Systems Architecture

vflow2 has five major systems beyond basic IFC analysis tools:

1. Connection Graph

Files: tools/_connection_graph.py + tools/connection_graph.py

• Assigns connection points (nodes) to all IFC elements (walls, doors, slabs, spaces)
• Creates edges between physically touching points using KDTree proximity (0.05m tolerance)
• Registry pattern: @register_point_generator("IfcWall") — one function per element type
• Door positions use ifcopenshell.geom.create_shape() for actual mesh center (not placement origin)
• T-junction detection for wall-wall meetings
• Cached as <stem>.connection_graph.json

See: 02_connection_graph.md

2. MEP Cable Routing

Files: tools/_mep_utils.py + tools/_spatial_graph.py + tools/mep_routing.py

• Auto-places lights (center-top of room) and switches (next to door, 1.05m height)
• Waypoint graph with ~15 nodes per room, axis-aligned edges only (no diagonals)
• A* pathfinding via networkx produces right-angle cable paths
• Routes returned as 3D point arrays for viewer rendering

See: 03_mep_routing.md

3. DIN 18015-3 Installation Zones

Files: tools/_wall_zones.py + tools/_ceiling_zones.py

• Computes installation zones per German electrical norms on wall and ceiling surfaces
• Wall zones: horizontal/vertical corridors, T-junction splitting, exterior face detection
• Ceiling zones: per-IfcSpace (one slab spans multiple rooms, walls divide below)
• Solid ceiling: ZD-r perimeter bands (30cm wide, 20cm from wall), ZD-t at doors (15cm offset)
• False ceiling: full fly zone 10cm below ceiling with strain relief flags (Zugentlastung)
• Green (allowed), Red (forbidden), Yellow (dead zone), Blue (preferred paths)
• Three modes: normal, false_ceiling, false_floor
• Cached as <stem>.wall_zones_<mode>.json

See: 04_wall_zones.md

4. Project App Shell + 3D/2D Viewer

Files: templates/viewer.html

• Single-page shell served by /project-viewer/<project> — Detail / 3D / Roombook tabs with hash routing (#detail, #3d, #roombook).
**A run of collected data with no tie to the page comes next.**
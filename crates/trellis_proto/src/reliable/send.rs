use bytes::Bytes;
use web_time::Instant;

use crate::{
    header::{self, FrameHeader},
    packet,
    seq::Seq,
};

use super::{ReliableEndpoint, Resend, SendError, SentPacket};

impl ReliableEndpoint {
    /// Enqueues a serialized message for delivery, returning the new send
    /// queue depth.
    ///
    /// Never blocks. While the endpoint is locked, messages accumulate and
    /// flush once transmission is unlocked.
    ///
    /// # Errors
    ///
    /// Errors if the message exceeds `max_message_size`; nothing is
    /// queued.
    pub fn send(&mut self, msg: Bytes) -> Result<usize, SendError> {
        let len = msg.len();
        let max = self.config.max_message_size;
        if len > max {
            return Err(SendError::TooLarge { len, max });
        }
        self.stats.msgs_sent += 1;
        let depth = self.send_queue.push(msg);
        tracing::trace!(len, depth, "message queued");
        Ok(depth)
    }

    /// Drives retransmission timers, ack throttling and frame emission.
    ///
    /// Emits at most one frame through the transmit callback per call:
    /// a due retransmission beats a fresh packet, and an otherwise empty
    /// frame still goes out if a secondary header is pending or the ack
    /// keepalive timer has elapsed. Calling more often than
    /// `update_interval` is harmless.
    pub fn tick(&mut self, now: Instant) {
        if self.locked {
            return;
        }

        let ack = self.space.advance(self.packet_expected, -1);
        let sack = self.sack_bits();

        let mut resent = false;
        let chosen = if let Some(seq) = self.due_resend(now) {
            let resend_at = now + self.config.resend_delay();
            let slot = self
                .out_buf
                .get_mut(seq)
                .expect("due_resend returns an occupied slot");
            slot.resend = Resend::At(resend_at);
            resent = true;
            Some((seq, slot.payload.clone()))
        } else {
            self.build_fresh_packet(now)
        };

        let second = self.second_getter.as_mut().and_then(|get| get());
        let keepalive_due = self
            .last_ack_sent_at
            .is_none_or(|at| now.saturating_duration_since(at) >= self.config.ack_timeout());
        if chosen.is_none() && second.is_none() && !keepalive_due {
            return;
        }

        let seq = chosen.as_ref().map(|(seq, _)| *seq);
        let mut word = FrameHeader { ack, sack, seq }.pack();
        if let Some(second) = second {
            word = header::merge(word, second);
        }

        self.stats.frames_sent += 1;
        tracing::trace!(
            ack = ack.0,
            sack,
            seq = seq.map(|seq| seq.0),
            second = second.is_some(),
            "frame emitted"
        );
        if resent {
            self.stats.packets_resent += 1;
            tracing::trace!(seq = seq.map(|seq| seq.0), "packet resent");
        }
        self.last_ack_sent_at = Some(now);
        self.ack_pending = false;

        let payload = chosen.map(|(_, payload)| payload);
        if let Some(cb) = self.on_transmit.as_mut() {
            cb(word, payload);
        }
    }

    /// Picks the in-flight packet most overdue for retransmission, if any
    /// is due: NAK-accelerated slots first, then the earliest deadline,
    /// ties to the lowest seq.
    fn due_resend(&self, now: Instant) -> Option<Seq> {
        let mut best: Option<(Seq, Resend)> = None;
        for i in 0..self.out_buffered {
            #[allow(clippy::cast_possible_truncation, clippy::cast_possible_wrap)] // i < 8
            let seq = self.space.advance(self.ack_expected, i as i32);
            let Some(slot) = self.out_buf.get(seq) else {
                // already freed by a selective ack
                continue;
            };
            if !slot.resend.due(now) {
                continue;
            }
            let better = match (best, slot.resend) {
                (None, _) => true,
                (Some((_, Resend::At(best_at))), Resend::At(at)) => at < best_at,
                (Some((_, Resend::At(_))), Resend::Now) => true,
                (Some((_, Resend::Now)), _) => false,
            };
            if better {
                best = Some((seq, slot.resend));
            }
        }
        best.map(|(seq, _)| seq)
    }

    /// Drains queued messages into a new packet and claims the next send
    /// slot for it, if the window has room and messages are waiting.
    fn build_fresh_packet(&mut self, now: Instant) -> Option<(Seq, Bytes)> {
        if self.out_buffered >= self.window() || self.send_queue.is_empty() {
            return None;
        }

        let mut batch = Vec::new();
        let mut len = 1; // count byte
        while batch.len() < packet::MAX_MESSAGES {
            let Some(msg) = self.send_queue.peek() else {
                break;
            };
            let msg_len = packet::message_encoded_len(msg);
            if len + msg_len > self.config.max_packet_size {
                break;
            }
            len += msg_len;
            let msg = self.send_queue.pop().expect("peeked above");
            batch.push(msg);
        }
        if batch.is_empty() {
            // the head message alone blows the payload cap: a
            // misconfiguration (max_message_size > max_packet_size).
            // Abort this emission and leave the queue untouched.
            self.stats.framing_overflows += 1;
            tracing::error!(
                max_packet_size = self.config.max_packet_size,
                "queued message exceeds the packet payload cap"
            );
            return None;
        }

        let payload = packet::encode(&batch);
        let seq = self.next_to_send;
        self.out_buf.insert(
            seq,
            SentPacket {
                payload: payload.clone(),
                sent_at: now,
                resend: Resend::At(now + self.config.resend_delay()),
            },
        );
        self.next_to_send = self.space.advance(self.next_to_send, 1);
        self.out_buffered += 1;
        self.stats.packets_sent += 1;
        tracing::trace!(seq = seq.0, msgs = batch.len(), "fresh packet built");
        Some((seq, payload))
    }
}

#[cfg(test)]
mod tests {
    use std::{cell::RefCell, rc::Rc};

    use web_time::Duration;

    use crate::reliable::Config;

    use super::*;

    fn unlocked(config: Config) -> ReliableEndpoint {
        let mut ep = ReliableEndpoint::new(config);
        ep.unlock_transmission();
        ep
    }

    fn capture_frames(ep: &mut ReliableEndpoint) -> Rc<RefCell<Vec<(u32, Option<Bytes>)>>> {
        let frames = Rc::new(RefCell::new(Vec::new()));
        let sink = Rc::clone(&frames);
        ep.set_transmit_callback(Box::new(move |word, payload| {
            sink.borrow_mut().push((word, payload));
        }));
        frames
    }

    #[test]
    fn first_tick_emits_keepalive_ack() {
        let mut ep = unlocked(Config::default());
        let frames = capture_frames(&mut ep);
        ep.tick(Instant::now());

        let frames = frames.borrow();
        assert_eq!(1, frames.len());
        let header = FrameHeader::unpack(frames[0].0);
        assert_eq!(None, header.seq);
        assert!(frames[0].1.is_none());
    }

    #[test]
    fn batches_queued_messages_into_one_packet() {
        let mut ep = unlocked(Config::default());
        let frames = capture_frames(&mut ep);
        ep.send(Bytes::from_static(b"one")).unwrap();
        ep.send(Bytes::from_static(b"two")).unwrap();
        ep.tick(Instant::now());

        let frames = frames.borrow();
        assert_eq!(1, frames.len());
        let header = FrameHeader::unpack(frames[0].0);
        assert_eq!(Some(Seq(0)), header.seq);
        let msgs = packet::decode(frames[0].1.clone().unwrap()).unwrap();
        assert_eq!(2, msgs.len());
        assert_eq!(Seq(1), ep.next_to_send());
        assert_eq!(1, ep.out_buffered());
    }

    #[test]
    fn ack_throttle_between_keepalives() {
        let config = Config::default();
        let timeout = config.ack_timeout();
        let mut ep = unlocked(config);
        let frames = capture_frames(&mut ep);

        let t0 = Instant::now();
        ep.tick(t0);
        ep.tick(t0 + Duration::from_millis(1));
        assert_eq!(1, frames.borrow().len());

        ep.tick(t0 + timeout);
        assert_eq!(2, frames.borrow().len());
    }

    #[test]
    fn packet_cap_spills_into_next_tick() {
        let mut ep = unlocked(Config {
            max_message_size: 100,
            max_packet_size: 120,
            ..Config::default()
        });
        let frames = capture_frames(&mut ep);
        ep.send(Bytes::from_static(&[1; 100])).unwrap();
        ep.send(Bytes::from_static(&[2; 100])).unwrap();

        let t0 = Instant::now();
        ep.tick(t0);
        ep.tick(t0 + Duration::from_millis(1));

        let frames = frames.borrow();
        assert_eq!(2, frames.len());
        for (i, (word, payload)) in frames.iter().enumerate() {
            let msgs = packet::decode(payload.clone().unwrap()).unwrap();
            assert_eq!(1, msgs.len());
            assert_eq!(
                Some(Seq(u8::try_from(i).unwrap())),
                FrameHeader::unpack(*word).seq
            );
        }
    }

    #[test]
    fn resend_fires_after_delay() {
        let config = Config::default();
        let delay = config.resend_delay();
        let mut ep = unlocked(config);
        let frames = capture_frames(&mut ep);
        ep.send(Bytes::from_static(b"lost")).unwrap();

        let t0 = Instant::now();
        ep.tick(t0);
        // before both the resend delay and the ack keepalive
        ep.tick(t0 + Duration::from_millis(100));
        assert_eq!(1, frames.borrow().len());

        ep.tick(t0 + delay);
        let frames = frames.borrow();
        assert_eq!(2, frames.len());
        assert_eq!(
            FrameHeader::unpack(frames[0].0).seq,
            FrameHeader::unpack(frames[1].0).seq
        );
        assert_eq!(1, ep.stats().packets_resent);
    }

    #[test]
    fn window_full_stops_fresh_packets() {
        let config = Config::default();
        let window = config.window();
        let mut ep = unlocked(config);
        let frames = capture_frames(&mut ep);
        for _ in 0..window + 1 {
            ep.send(Bytes::from_static(b"m")).unwrap();
        }

        // one fresh packet per tick until the window fills
        let t0 = Instant::now();
        for i in 0..window + 1 {
            ep.tick(t0 + Duration::from_millis(u64::try_from(i).unwrap()));
        }
        assert_eq!(window, ep.out_buffered());
        assert_eq!(1, ep.send_queue_len());
        assert_eq!(window as u64, ep.stats().packets_sent);
        drop(frames);
    }

    #[test]
    fn framing_overflow_counted() {
        let mut ep = unlocked(Config {
            max_message_size: 64,
            max_packet_size: 16,
            ..Config::default()
        });
        let frames = capture_frames(&mut ep);
        ep.send(Bytes::from_static(&[0; 64])).unwrap();
        ep.tick(Instant::now());

        assert_eq!(1, ep.stats().framing_overflows);
        // keepalive may still fire, but no payload frame
        assert!(frames.borrow().iter().all(|(_, payload)| payload.is_none()));
    }

    #[test]
    fn secondary_header_forces_emission() {
        let config = Config::default();
        let mut ep = unlocked(config);
        let frames = capture_frames(&mut ep);
        ep.set_second_header_getter(Box::new(|| {
            Some(
                FrameHeader {
                    ack: Seq(5),
                    sack: 0b11,
                    seq: None,
                }
                .pack(),
            )
        }));

        let t0 = Instant::now();
        ep.tick(t0);
        // well inside the ack throttle, but the secondary forces a frame
        ep.tick(t0 + Duration::from_millis(1));

        let frames = frames.borrow();
        assert_eq!(2, frames.len());
        let (_, second) = header::split(frames[1].0);
        let second = FrameHeader::unpack(second.unwrap());
        assert_eq!(Seq(5), second.ack);
        assert_eq!(0b11, second.sack);
    }
}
IFC is downloaded once and shared between views; render loop pauses off the 3D tab.
• 3D: Three.js + web-ifc with auto-detected coordinate mapping (ifcToThree())
• Overlays: space containers, connection graph, cable routes, wall zones
• 2D plan view with section plane, wall outlines, darkened slabs
• All backend data in IFC world coords, frontend transforms via coordMapping = {perm, sgn, off}

See: 05_viewer.md

5. Roombook

Files: tools/_roombook.py

• Per-file table of IfcSpace entries keyed by GlobalId
• Paired columns: IFC-extracted value + manual override, for every field
• Persists to <stem>.roombook.json; recalculating from IFC preserves overrides matched by GlobalId and prunes orphans (returned via dropped_override_ids)
• Extensible: add a new field to ROOM_FIELDS — no schema migration

How They Connect

IFC File
  ├── Connection Graph  → topological nodes + edges for all elements
  │     └── used by MEP Routing (future: replace waypoint graph with connection graph)
  ├── MEP Routing       → light/switch placement + cable paths
  ├── Wall/Ceiling Zones → forbidden/allowed/preferred areas on walls + ceilings
  ├── Roombook          → IfcSpace fields + persistent manual overrides
  └── Project App Shell → Detail / 3D / Roombook views sharing one IFC download
        ├── /project-info endpoint  → file sizes + cache flags in one response (Detail)
        ├── /spaces endpoint        → space containers + coordinate mapping detection
        ├── /connection_graph       → graph overlay
        ├── /analyze (mep_routing)  → route overlay
        ├── /wall_zones             → zone overlay
        └── /roombook endpoints     → roombook table with override persistence

The connection graph provides the topological foundation. Wall zones constrain where cables can go. MEP routing uses both to compute valid paths. The viewer visualizes everything.